The finding does not mean taking vaccines will be useless, Dr. Kelvin Kai-Wang To, one of the leading authors of the paper, told Reuters. "Immunity induced by vaccination can be different from those induced by natural infection." 

Researchers will need to wait for the results of vaccine trials to see how well they work, he said.

World Health Organization (WHO) epidemiologist Maria Van Kerkhove said on Monday that there was no need to jump to any conclusions in response to the Hong Kong case.

Broader look needed

"There's been more than 24 million cases reported to date," Van Kerkhove told a news conference in Geneva when asked about the matter. "We need to look at something like this on a population level."

For example, studies tracking larger numbers of cases over time are needed to better understand how strong and how long the neutralizing antibody response to the virus is in people who've recovered. The immune response also involves a type of white blood cells called T cells that are designed to attack a virus the next time they encounter it for longer-lasting protection.

Instances of people discharged from hospitals and testing positive again for COVID-19 infection have been reported in mainland China. However, in those cases it was not clear whether they had contracted the virus again after full recovery—- as happened to the Hong Kong patient  — or still had the virus in their body from the initial infection.

The preliminary number of patients in China who tested positive again once being discharged from hospital was five per cent to 15 per cent, said Wang Guiqiang, an infectious diseases specialist in China's expert group for COVID-19 treatment, during a press briefing in May.

One explanation was that the virus still existed in the lungs of patients but was not detected in samples taken from upper parts of the respiratory tract, he said.
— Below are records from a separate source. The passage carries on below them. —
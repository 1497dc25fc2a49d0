//! In-memory parent for layer controllers.
//!
//! Holds the shared registries, the per-layer timestamps and the map
//! settings, and records what it was asked to do to the maps so a caller
//! (the CLI, or a test) can replay or inspect it.

use crate::host::{ActiveLayer, GlobalUpdate, LayerHost};
use crate::selection::{InterpolationOptions, MapView};
use crate::tile::{LayerId, TileLayer};
use chrono::{DateTime, Utc};
use log::{debug, info};
use nav_core::map::{LayerType, MapSide};
use nav_registry::{RequestDataRegistry, TimeSourceRegistry};
use std::collections::{BTreeMap, HashMap};

/// A request a layer made of one of the maps.
#[derive(Debug, PartialEq, Clone)]
pub enum MapEvent {
    Reload(MapSide),
    Added(MapSide, LayerId),
    Removed(MapSide, LayerId),
}

#[derive(Debug, Default)]
pub struct Container {
    pub time_sources: TimeSourceRegistry,
    pub data: RequestDataRegistry,
    pub layers: Vec<ActiveLayer>,
    pub timestamps: HashMap<String, DateTime<Utc>>,
    pub map_view: MapView,
    pub interpolation: InterpolationOptions,
    panels: BTreeMap<usize, LayerType>,
    next_panel: usize,
    events: Vec<MapEvent>,
}

impl Container {
    pub fn new() -> Self {
        Self::default()
    }

    /// Open a layer panel and return the index its controller should use.
    pub fn add_panel(&mut self, layer_type: LayerType) -> usize {
        let index = self.next_panel;
        self.next_panel += 1;
        info!("Adding {} panel {}", layer_type, index);
        self.panels.insert(index, layer_type);
        index
    }

    pub fn panels(&self) -> impl Iterator<Item = (usize, &LayerType)> {
        self.panels.iter().map(|(i, t)| (*i, t))
    }

    pub fn set_timestamp(&mut self, key: impl Into<String>, time: DateTime<Utc>) {
        self.timestamps.insert(key.into(), time);
    }

    /// Retire `(dataset, variable)` from the request data of `side`, under
    /// whatever layer type it was recorded.
    pub fn remove_data(&mut self, side: MapSide, dataset: &str, variable: &str) {
        self.data = self.data.remove_everywhere(side, dataset, variable);
    }

    pub fn events(&self) -> &[MapEvent] {
        &self.events
    }

    /// Hand over the recorded map events, leaving the log empty.
    pub fn take_events(&mut self) -> Vec<MapEvent> {
        std::mem::take(&mut self.events)
    }
}

impl LayerHost for Container {
    fn time_sources(&self) -> TimeSourceRegistry {
        self.time_sources.clone()
    }

    fn request_data(&self) -> RequestDataRegistry {
        self.data.clone()
    }

    fn active_layers(&self) -> Vec<ActiveLayer> {
        self.layers.clone()
    }

    fn timestamp(&self, key: &str) -> Option<DateTime<Utc>> {
        self.timestamps.get(key).copied()
    }

    fn map_view(&self) -> MapView {
        self.map_view.clone()
    }

    fn interpolation(&self) -> InterpolationOptions {
        self.interpolation.clone()
    }

    fn global_update(&mut self, update: GlobalUpdate) {
        debug!("global update: {}", update.key());
        match update {
            GlobalUpdate::Data(data) => self.data = data,
            GlobalUpdate::TimeSources(time_sources) => self.time_sources = time_sources,
            GlobalUpdate::Layers(layers) => self.layers = layers,
        }
    }

    fn reload_map(&mut self, side: MapSide) {
        self.events.push(MapEvent::Reload(side));
    }

    fn toggle_map_layer(&mut self, side: MapSide, layer: &TileLayer, active: bool) {
        let event = if active {
            MapEvent::Added(side, layer.id)
        } else {
            MapEvent::Removed(side, layer.id)
        };
        self.events.push(event);
    }

    fn remove_layer(&mut self, side: MapSide, dataset: Option<&str>, variable: Option<&str>, index: usize) {
        let Some(layer_type) = self.panels.remove(&index) else {
            debug!("No panel {}", index);
            return;
        };
        info!("Removing {} panel {}", layer_type, index);
        if let (Some(dataset), Some(variable)) = (dataset, variable) {
            self.remove_data(side, dataset, variable);
        }
    }
}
Other possible causes were low sensitivity of tests and weak immunity that could lead to persistent positive results, he said.

Jeffrey Barrett, an expert and consultant with the COVID-19 Genome Project at Britain's Wellcome Sanger Institute, said in emailed comments to Reuters that it was very hard to make any strong inference from a single observation.

"Given the number of global infections to date, seeing one case of reinfection is not that surprising even if it is a very rare occurrence," he said.

To's team had stronger evidence of reinfection than some of the previous reports because it uses the genome sequence of the virus to separate the two infections, Barrett said in a comment to Science Media Centre.